The vesicle which had formed on their introduction to the cellular interior had broken up and Morrison gave up as hopeless any attempt to follow what was going on. Fragments around him were enveloped by much larger enzyme molecules that seemed to embrace them and then relax. Presumably, an altered victim of the enzymatic squeeze was set free to be embraced again by another enzyme.

It was all happening at once and, Morrison knew, this was only the anaerobic portion of the process (in which no molecular oxygen was used.) It would end by breaking up the glucose molecule, with its six carbon atoms, into two three-carbon fragments.

A little energy would be produced in this fashion and the fragments would be shunted to the mitochondria for the completion of the process with the use of oxygen; a process in which the universal energy-transfer molecule, adenosine triphosphate (or ATP, for short) would be invested in order to get things started and, in the end, be produced once more in quantities substantially greater than the investment.

Morrison felt the urge to drop everything and to find a way into a mitochondrion, the small energy factory of the cell. After all, the fine details of mitochondrial processes had still not been worked out - but then he pulled away almost angrily at the thought.
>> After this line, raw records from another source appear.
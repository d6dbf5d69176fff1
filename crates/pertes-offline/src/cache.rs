//! Generation-tagged asset cache using moka
//!
//! Assets of one release live in one cache named by its generation tag.
//! Several generations can coexist in [`CacheStorage`] until the newest one
//! is activated, which drops every other generation.
//!
//! Lifecycle of an [`OfflineCache`]:
//!
//! 1. **install**: fetch every manifest asset; either all are stored or none
//! 2. **activate**: delete caches whose tag differs from the current one
//! 3. **fetch**: serve a cached copy when one exists, otherwise the network
//!
//! The cache never touches catalog data.

use crate::error::{CacheError, FetchError};
use crate::fetcher::{Asset, Fetcher};
use crate::manifest::AssetManifest;
use dashmap::DashMap;
use futures::future::try_join_all;
use moka::future::Cache;
use std::sync::Arc;

/// All cached generations, shared between successive releases
#[derive(Debug, Clone, Default)]
pub struct CacheStorage {
    caches: Arc<DashMap<String, Cache<String, Asset>>>,
}

impl CacheStorage {
    /// Create empty storage
    #[inline]
    #[must_use]
    pub fn new() -> Self {
        Self::default()
    }

    /// Stored generation tags, sorted
    #[must_use]
    pub fn generations(&self) -> Vec<String> {
        let mut tags: Vec<String> = self.caches.iter().map(|e| e.key().clone()).collect();
        tags.sort();
        tags
    }

    /// Whether a generation is stored
    #[inline]
    #[must_use]
    pub fn has_generation(&self, generation: &str) -> bool {
        self.caches.contains_key(generation)
    }

    /// Cached copy of `path`, searching `preferred` first
    ///
    /// Other generations are searched in tag order, so the result does not
    /// depend on map iteration order.
    pub async fn lookup(&self, preferred: &str, path: &str) -> Option<Asset> {
        let mut order = vec![preferred.to_string()];
        order.extend(self.generations().into_iter().filter(|g| g != preferred));

        for generation in order {
            let cache = match self.caches.get(&generation) {
                Some(entry) => entry.value().clone(),
                None => continue,
            };
            if let Some(asset) = cache.get(path).await {
                return Some(asset);
            }
        }
        None
    }

    /// Delete a generation; returns whether it existed
    pub fn delete(&self, generation: &str) -> bool {
        self.caches.remove(generation).is_some()
    }

    fn put(&self, generation: &str, cache: Cache<String, Asset>) {
        self.caches.insert(generation.to_string(), cache);
    }
}

/// Offline cache for one release
#[derive(Debug)]
pub struct OfflineCache<F> {
    fetcher: F,
    manifest: AssetManifest,
    storage: CacheStorage,
}

impl<F: Fetcher> OfflineCache<F> {
    /// Create cache over `storage` for `manifest`
    #[inline]
    #[must_use]
    pub fn new(fetcher: F, manifest: AssetManifest, storage: CacheStorage) -> Self {
        Self {
            fetcher,
            manifest,
            storage,
        }
    }

    /// Manifest of this release
    #[inline]
    #[must_use]
    pub fn manifest(&self) -> &AssetManifest {
        &self.manifest
    }

    /// Shared storage
    #[inline]
    #[must_use]
    pub fn storage(&self) -> &CacheStorage {
        &self.storage
    }

    /// Fetch and store every manifest asset under the current generation
    ///
    /// Nothing is stored unless every asset was fetched.
    ///
    /// # Errors
    /// Returns [`CacheError::Install`] naming the first asset that failed
    pub async fn install(&self) -> Result<(), CacheError> {
        let generation = self.manifest.generation();
        let assets = self.manifest.assets();
        tracing::info!(generation, assets = assets.len(), "installing asset cache");

        let fetched = try_join_all(assets.iter().map(|path| async move {
            self.fetcher
                .fetch(path)
                .await
                .map(|asset| (path.clone(), asset))
                .map_err(|source| CacheError::Install {
                    generation: generation.to_string(),
                    path: path.clone(),
                    source,
                })
        }))
        .await;
        let fetched = match fetched {
            Ok(fetched) => fetched,
            Err(e) => {
                tracing::warn!(error = %e, "install aborted");
                return Err(e);
            }
        };

        let capacity = u64::try_from(fetched.len()).unwrap_or(u64::MAX);
        let cache = Cache::new(capacity.max(1));
        for (path, asset) in fetched {
            cache.insert(path, asset).await;
        }
        self.storage.put(generation, cache);
        Ok(())
    }

    /// Drop every generation other than the current one
    ///
    /// Returns the deleted generation tags.
    pub fn activate(&self) -> Vec<String> {
        let current = self.manifest.generation();
        let stale: Vec<String> = self
            .storage
            .generations()
            .into_iter()
            .filter(|g| g != current)
            .collect();

        for generation in &stale {
            self.storage.delete(generation);
            tracing::info!(generation, "deleted stale asset cache");
        }
        stale
    }

    /// Serve `path` from cache, falling back to the network
    ///
    /// The current generation wins over older ones still stored.
    /// Network responses are passed through without being stored.
    ///
    /// # Errors
    /// Returns the fetch error if the asset is neither cached nor reachable
    pub async fn fetch(&self, path: &str) -> Result<Asset, FetchError> {
        let generation = self.manifest.generation();
        if let Some(asset) = self.storage.lookup(generation, path).await {
            tracing::trace!(path, "served from cache");
            return Ok(asset);
        }
        tracing::debug!(path, "cache miss, fetching");
        self.fetcher.fetch(path).await
    }
}

#[cfg(test)]
mod tests {
    use super::*;
    use async_trait::async_trait;
    use std::collections::HashMap;
    use std::sync::atomic::{AtomicBool, AtomicUsize, Ordering};

    /// Network stand-in with a fixed set of assets
    #[derive(Default)]
    struct FakeNetwork {
        assets: HashMap<String, Asset>,
        offline: AtomicBool,
        requests: AtomicUsize,
    }

    impl FakeNetwork {
        fn serving(paths: &[&str]) -> Self {
            Self {
                assets: paths
                    .iter()
                    .map(|p| ((*p).to_string(), Asset::from(p.as_bytes())))
                    .collect(),
                ..Self::default()
            }
        }
    }

    #[async_trait]
    impl Fetcher for FakeNetwork {
        async fn fetch(&self, path: &str) -> Result<Asset, FetchError> {
            self.requests.fetch_add(1, Ordering::SeqCst);
            if self.offline.load(Ordering::SeqCst) {
                return Err(FetchError::NotFound(path.to_string()));
            }
            self.assets
                .get(path)
                .cloned()
                .ok_or_else(|| FetchError::NotFound(path.to_string()))
        }
    }

    fn manifest(generation: &str) -> AssetManifest {
        AssetManifest::new(generation).with_assets(["/", "/style.css"])
    }

    #[tokio::test]
    async fn installed_assets_survive_going_offline() {
        let network = Arc::new(FakeNetwork::serving(&["/", "/style.css"]));
        let cache = OfflineCache::new(network.clone(), manifest("v1"), CacheStorage::new());

        cache.install().await.unwrap();
        network.offline.store(true, Ordering::SeqCst);

        assert_eq!(&cache.fetch("/style.css").await.unwrap()[..], b"/style.css");
        assert!(cache.fetch("/other.js").await.is_err());
    }

    #[tokio::test]
    async fn install_is_all_or_nothing() {
        let network = FakeNetwork::serving(&["/"]);
        let storage = CacheStorage::new();
        let cache = OfflineCache::new(network, manifest("v1"), storage.clone());

        let err = cache.install().await.unwrap_err();

        assert!(matches!(err, CacheError::Install { ref path, .. } if path == "/style.css"));
        assert!(!storage.has_generation("v1"));
    }

    #[tokio::test]
    async fn activate_purges_other_generations() {
        let network = Arc::new(FakeNetwork::serving(&["/", "/style.css"]));
        let storage = CacheStorage::new();
        let old = OfflineCache::new(network.clone(), manifest("v0"), storage.clone());
        let new = OfflineCache::new(network, manifest("v1"), storage.clone());

        old.install().await.unwrap();
        new.install().await.unwrap();
        assert_eq!(storage.generations(), ["v0", "v1"]);

        assert_eq!(new.activate(), ["v0"]);
        assert_eq!(storage.generations(), ["v1"]);
        assert!(new.activate().is_empty());
    }

    #[tokio::test]
    async fn current_generation_wins_before_activation() {
        let storage = CacheStorage::new();
        let mut old_site = FakeNetwork::serving(&["/", "/style.css"]);
        old_site
            .assets
            .insert("/style.css".to_string(), Asset::from(&b"old"[..]));
        let mut new_site = FakeNetwork::serving(&["/", "/style.css"]);
        new_site
            .assets
            .insert("/style.css".to_string(), Asset::from(&b"new"[..]));

        // "v10" sorts before "v2"; each release must still see its own copy
        let old = OfflineCache::new(old_site, manifest("v2"), storage.clone());
        let new = OfflineCache::new(new_site, manifest("v10"), storage.clone());
        old.install().await.unwrap();
        new.install().await.unwrap();

        assert_eq!(&new.fetch("/style.css").await.unwrap()[..], b"new");
        assert_eq!(&old.fetch("/style.css").await.unwrap()[..], b"old");
    }

    #[tokio::test]
    async fn miss_goes_to_network_without_storing() {
        let network = Arc::new(FakeNetwork::serving(&["/", "/style.css", "/late.js"]));
        let cache = OfflineCache::new(network.clone(), manifest("v1"), CacheStorage::new());
        cache.install().await.unwrap();
        let after_install = network.requests.load(Ordering::SeqCst);

        cache.fetch("/late.js").await.unwrap();
        cache.fetch("/late.js").await.unwrap();

        assert_eq!(network.requests.load(Ordering::SeqCst), after_install + 2);
    }
}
The skeptic waves came first. He shouted that to himself, as though trying to force a realization of priorities onto an overly curious brain that was threatening to diffuse its interests.

Apparently, the same thought occurred to Konev, for he said, "We're finally inside the neuron, Albert. Let's not be tourists. What do you find in the way of skeptic waves now?"

Morrison bristled at Konev's order. (It had definitely been that.)

He indicated his resentment by refusing to respond at all for a while. He continued to stare out into the interior of the neuron and could distinguish nothing he recognized. He could see fibers, convoluted plates, hulks of uncertain size and of no clear shape. What's more, he had a strong feeling that there was a skeletal presence in the cell that held the larger objects - the organelles - in place, but that the ship was slipping past it all too quickly, as though it were in a river racing downstream. The feeling of motion was far stronger here than in the bloodstream, for though there were small objects (debris?) that moved along with them, there were larger objects that apparently remained in place and that they passed rapidly.